Mi salud mejora un poco después de varios meses. Los médicos dicen que es milagro; yo creo que es terquedad y amor de madre. Javier consigue trabajo como albañil en el pueblo y empieza a reconstruir nuestra casa poco a poco. Mariana vuelve a sonreír y mamá reza todas las noches frente al altar improvisado con veladoras y flores secas.

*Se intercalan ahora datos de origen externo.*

#[cfg(test)]
mod tests {
    use super::*;

    fn ident() -> BinIdentity {
        BinIdentity::new("sine", vec![("amp".to_string(), (0.5, 1.0))], "0.1")
    }

    fn sine_fluxes(n: usize) -> (Vec<f64>, Vec<f64>) {
        let times: Vec<f64> = (0..n).map(|i| i as f64 * 0.1).collect();
        let fluxes: Vec<f64> = times
            .iter()
            .map(|&t| 10.0 + (2.0 * std::f64::consts::PI * t / 3.0).sin())
            .collect();
        (times, fluxes)
    }

    #[test]
    fn test_states_empty_accumulating_clear() {
        let config = AnalysisConfig::default().with_families(&[StatFamily::C1]);
        let mut bin = BinStats::new(ident(), config).unwrap();
        assert!(bin.is_empty());

        let (times, fluxes) = sine_fluxes(50);
        bin.analyze(&times, &fluxes).unwrap();
        assert_eq!(bin.trials(), 1);
        assert!(!bin.is_empty());

        bin.clear();
        assert!(bin.is_empty());
        assert_eq!(bin.scalar_collections(StatFamily::C1)[0].len(), 0);
    }

    #[test]
    fn test_every_family_runs_on_clean_data() {
        let mut bin = BinStats::new(ident(), AnalysisConfig::default()).unwrap();
        let (times, fluxes) = sine_fluxes(120);
        bin.analyze(&times, &fluxes).unwrap();

        for family in StatFamily::ALL {
            if family.is_plot() {
                assert_eq!(
                    bin.plot_collection(family).unwrap().len(),
                    1,
                    "{family} curve missing"
                );
            } else {
                for c in bin.scalar_collections(family) {
                    assert_eq!(c.len(), 1, "{family}/{} missing entry", c.name());
                }
            }
        }
    }

    #[test]
    fn test_shape_mismatch_is_invalid_input() {
        let mut bin = BinStats::new(ident(), AnalysisConfig::default()).unwrap();
        let result = bin.analyze(&[0.0, 1.0], &[1.0]);
        assert!(matches!(result, Err(Error::InvalidInput(_))));
        assert_eq!(bin.trials(), 0);
    }

    #[test]
    fn test_nan_flux_stripping_can_exhaust_series() {
        let mut bin = BinStats::new(ident(), AnalysisConfig::default()).unwrap();
        // Non-positive flux has no magnitude; the stripped series is empty
        let result = bin.analyze(&[0.0, 1.0, 2.0], &[-1.0, 0.0, -5.0]);
        assert!(matches!(result, Err(Error::InsufficientData { .. })));
        assert_eq!(bin.trials(), 0);
    }

    #[test]
    fn test_zero_amplitude_records_nulls_for_cut_families() {
        let config = AnalysisConfig::default()
            .with_families(&[StatFamily::C1, StatFamily::PeakCut, StatFamily::PeakPlot]);
        let mut bin = BinStats::new(ident(), config).unwrap();

        let times: Vec<f64> = (0..30).map(|i| i as f64).collect();
        let fluxes = vec![10.0; 30];
        bin.analyze(&times, &fluxes).unwrap();

        // Scalar families got nulls
        assert_eq!(bin.scalar_collections(StatFamily::C1)[0].len(), 1);
        assert!(bin.scalar_collections(StatFamily::C1)[0].values()[0].is_nan());
        for c in bin.scalar_collections(StatFamily::PeakCut) {
            assert_eq!(c.len(), 1);
            assert!(c.values()[0].is_nan());
        }
        // The plot family skipped the trial: accepted length asymmetry
        assert_eq!(bin.plot_collection(StatFamily::PeakPlot).unwrap().len(), 0);
        assert_eq!(bin.trials(), 1);
    }

    #[test]
    fn test_sibling_collections_stay_in_lockstep() {
        let config = AnalysisConfig::default()
            .with_families(&[StatFamily::DmdtCut, StatFamily::PeakCut]);
        let mut bin = BinStats::new(ident(), config).unwrap();

        let (times, fluxes) = sine_fluxes(60);
        bin.analyze(&times, &fluxes).unwrap();
        // Zero-amplitude trial: both families record nulls
        let flat: Vec<f64> = vec![10.0; 60];
        bin.analyze(&times, &flat).unwrap();

        for family in [StatFamily::DmdtCut, StatFamily::PeakCut] {
            let lengths: Vec<usize> = bin
                .scalar_collections(family)
                .iter()
                .map(|c| c.len())
                .collect();
            assert!(
                lengths.iter().all(|&l| l == 2),
                "{family} collections out of lockstep: {lengths:?}"
            );
        }
    }

    #[test]
    fn test_insufficient_data_contributes_nothing() {
        let config = AnalysisConfig::default().with_families(&[StatFamily::PeakCut]);
        let mut bin = BinStats::new(ident(), config).unwrap();

        let result = bin.analyze(&[0.0], &[10.0]);
        assert!(matches!(result, Err(Error::InsufficientData { .. })));
        for c in bin.scalar_collections(StatFamily::PeakCut) {
            assert_eq!(c.len(), 0);
        }
        assert_eq!(bin.trials(), 0);
    }

    #[test]
    fn test_invalid_fap_rejected_at_construction() {
        let config = AnalysisConfig::default().with_fap(1.5);
        assert!(BinStats::new(ident(), config).is_err());
    }

    #[test]
    fn test_analyze_series_matches_flux_entry_point() {
        let config = AnalysisConfig::default().with_families(&[StatFamily::C1]);
        let mut via_flux = BinStats::new(ident(), config.clone()).unwrap();
        let mut via_series = BinStats::new(ident(), config).unwrap();

        let (times, fluxes) = sine_fluxes(50);
        via_flux.analyze(&times, &fluxes).unwrap();
        let series = TimeSeries::from_fluxes(&times, &fluxes).unwrap();
        via_series.analyze_series(&series).unwrap();

        assert_eq!(
            via_flux.scalar_collections(StatFamily::C1)[0].values(),
            via_series.scalar_collections(StatFamily::C1)[0].values()
        );
    }

    #[test]
    fn test_disabled_family_untouched() {
        let config = AnalysisConfig::default().with_families(&[StatFamily::C1]);
        let mut bin = BinStats::new(ident(), config).unwrap();
        let (times, fluxes) = sine_fluxes(50);
        bin.analyze(&times, &fluxes).unwrap();

        assert!(bin.scalar_collections(StatFamily::PeakCut).is_empty());
        assert!(bin.plot_collection(StatFamily::AcfPlot).is_none());
    }
}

Pero nada vuelve a ser igual. La enfermedad deja cicatrices profundas: físicas, emocionales y económicas. Mis hijos han crecido demasiado rápido; yo he envejecido diez años en uno solo.

Una tarde, mientras riego las plantas del patio con mis manos temblorosas, Mariana se sienta a mi lado.

—¿Te arrepientes de algo? —me pregunta suavemente.

Pienso en todo lo perdido y lo ganado; en los silencios que nos separaron y en los abrazos que nos unieron.

—Tal vez solo me arrepiento de haber callado tanto tiempo —le respondo—. Si hubiera hablado antes…

Ella me toma la mano y juntas miramos cómo el sol se esconde detrás de los cerros.

Ahora me pregunto: ¿cuántas mujeres más callan su dolor por miedo o vergüenza? ¿Cuántas familias sobreviven día a día entre la enfermedad y la pobreza sin ser escuchadas? ¿Qué harías tú si tuvieras que elegir entre tu salud y el bienestar de tu familia?